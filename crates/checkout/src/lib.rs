//! Tamarind Checkout - order creation and payment reconciliation.
//!
//! This crate owns the one part of the storefront with real invariants: the
//! workflow that turns a mutable cart into an immutable, paid order while
//! keeping inventory, pricing, and payment-provider state consistent.
//!
//! # Components
//!
//! - [`stores`] - Inventory, cart, and order persistence behind traits, with
//!   `PostgreSQL` and in-memory implementations
//! - [`gateway`] - Payment gateway client (the irreversible external call)
//! - [`services`] - Cart validation, order creation, payment reconciliation,
//!   and order cancellation
//! - [`routes`] - Thin JSON handlers over the services
//!
//! # Security
//!
//! Authentication lives in the fronting identity proxy; this service receives
//! a stable opaque user identifier and trusts it. The payment gateway secret
//! is server-held and never reaches the browser.

#![cfg_attr(not(test), forbid(unsafe_code))]

pub mod config;
pub mod db;
pub mod error;
pub mod gateway;
pub mod middleware;
pub mod models;
pub mod routes;
pub mod services;
pub mod state;
pub mod stores;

- Instructions for the task: Give back each record exactly, from the first line through the last.

- Output below:
filename crates/checkout/src/lib.rs
//! Tamarind Checkout - order creation and payment reconciliation.
//!
//! This crate owns the one part of the storefront with real invariants: the
//! workflow that turns a mutable cart into an immutable, paid order while
//! keeping inventory, pricing, and payment-provider state consistent.
//!
//! # Components
//!
//! - [`stores`] - Inventory, cart, and order persistence behind traits, with
//!   `PostgreSQL` and in-memory implementations
//! - [`gateway`] - Payment gateway client (the irreversible external call)
//! - [`services`] - Cart validation, order creation, payment reconciliation,
//!   and order cancellation
//! - [`routes`] - Thin JSON handlers over the services
//!
//! # Security
//!
//! Authentication lives in the fronting identity proxy; this service receives
//! a stable opaque user identifier and trusts it. The payment gateway secret
//! is server-held and never reaches the browser.

#![cfg_attr(not(test), forbid(unsafe_code))]

pub mod config;
pub mod db;
pub mod error;
pub mod gateway;
pub mod middleware;
pub mod models;
pub mod routes;
pub mod services;
pub mod state;
pub mod stores;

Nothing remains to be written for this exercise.